How to parse strings to look like sys.argv

Before I was aware of shlex.split, I made the following:

import sys

_WORD_DIVIDERS = set((' ', '\t', '\r', '\n'))

_QUOTE_CHARS_DICT = {
    '\\':   '\\',
    ' ':    ' ',
    '"':    '"',
    'r':    '\r',
    'n':    '\n',
    't':    '\t',
}

def _raise_type_error():
    raise TypeError("Bytes must be decoded to Unicode first")

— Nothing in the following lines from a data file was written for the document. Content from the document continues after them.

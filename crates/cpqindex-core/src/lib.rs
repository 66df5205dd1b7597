//! # cpqindex-core
//!
//! The deterministic index engine for cpqindex.
//!
//! Builds a CPQ-native index over a directed, edge-labeled graph: vertex
//! pairs are partitioned by k-path-bisimulation, each equivalence class
//! becomes a block, and every block can optionally be described by the
//! canonical forms of the conjunctive path queries (CPQs) it answers.
//!
//! ## Pipeline
//!
//! 1. `ingestor` reads the graph text format into a `LabeledGraph`.
//! 2. `partition` layers vertex pairs by walk length and groups them.
//! 3. `index` turns the layers into final blocks and computes cores.
//! 4. `canon` hands every core to the labeling pool for its canonical form.
//! 5. `export` writes a sorted, checksummed listing for verification.
//!
//! ## Architectural Constraints
//!
//! - Pure Rust: no async, no network dependencies
//! - Deterministic: ordered collections only; results never depend on timing
//! - The only concurrency is the canonical labeling pool
//! - No logging: progress is reported through `ProgressListener`

// =============================================================================
// MODULES
// =============================================================================

pub mod canon;
pub mod cpq;
pub mod export;
pub mod formats;
pub mod graph;
pub mod index;
pub mod ingestor;
pub mod partition;
pub mod primitives;
pub mod progress;
pub mod types;

// =============================================================================
// RE-EXPORTS: Core Types (from types module)
// =============================================================================

pub use types::{IndexError, Label, LabelSequence, Pair, SegmentId};

// =============================================================================
// RE-EXPORTS: Index Engine
// =============================================================================

pub use canon::{
    CanonEngine, CanonForm, CanonicalLabeler, ColoredGraph, CoreHash, LabelingPool,
    LabelingPoolConfig, LabelingTask, PendingCanon, RefinementLabeler,
};
pub use cpq::{Cpq, QueryGraph};
pub use export::{
    CanonicalBlock, CanonicalHeader, CanonicalIndex, canonical_checksum, export_canonical,
    import_canonical, verify_canonical,
};
pub use graph::{Edge, LabeledGraph};
pub use index::{Block, Core, Index, IndexOptions};
pub use ingestor::Ingestor;
pub use partition::{Partition, PathPair, Segment, SegmentRef};
pub use progress::{NoProgress, ProgressListener};

// =============================================================================
// RE-EXPORTS: Formats (from formats module)
// =============================================================================

pub use formats::{BitReader, BitWriter, binary_string};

def parse_to_argv_gen(instring):
    is_in_quotes = False
    instring_iter = iter(instring)
    join_string = instring[0:0]

    c_list = []
    c = ' '
    while True:
        # Skip whitespace
        try:
            while True:
                if not isinstance(c, str) and sys.version_info[0] >= 3:
                    _raise_type_error()
                if c not in _WORD_DIVIDERS:
                    break
                c = next(instring_iter)
        except StopIteration:
            break
        # Read word
        try:
            while True:
                if not isinstance(c, str) and sys.version_info[0] >= 3:
                    _raise_type_error()
                if not is_in_quotes and c in _WORD_DIVIDERS:
                    break
                if c == '"':
                    is_in_quotes = not is_in_quotes
                    c = None
                elif c == '\\':
                    c = next(instring_iter)
                    c = _QUOTE_CHARS_DICT.get(c)
                if c is not None:
                    c_list.append(c)
                c = next(instring_iter)
            yield join_string.join(c_list)
            c_list = []
        except StopIteration:
            yield join_string.join(c_list)
            break

def parse_to_argv(instring):
    return list(parse_to_argv_gen(instring))

This works with Python 2.x and 3.x. On Python 2.x, it works directly with byte strings and Unicode strings. On Python 3.x, it only accepts [Unicode] strings, not bytes objects.

This doesn't behave exactly the same as shell argv splitting—it also allows quoting of CR, LF and TAB characters as \r, \n and \t, converting them to real CR, LF, TAB (shlex.split doesn't do that). So writing my own function was useful for my needs. I guess shlex.split is better if you just want plain shell-style argv splitting. I'm sharing this code in case it's useful as a baseline for doing something slightly different.


I believe you want the shlex module.

>>> import shlex
>>> shlex.split('-o 1 --long "Some long string"')
['-o', '1', '--long', 'Some long string']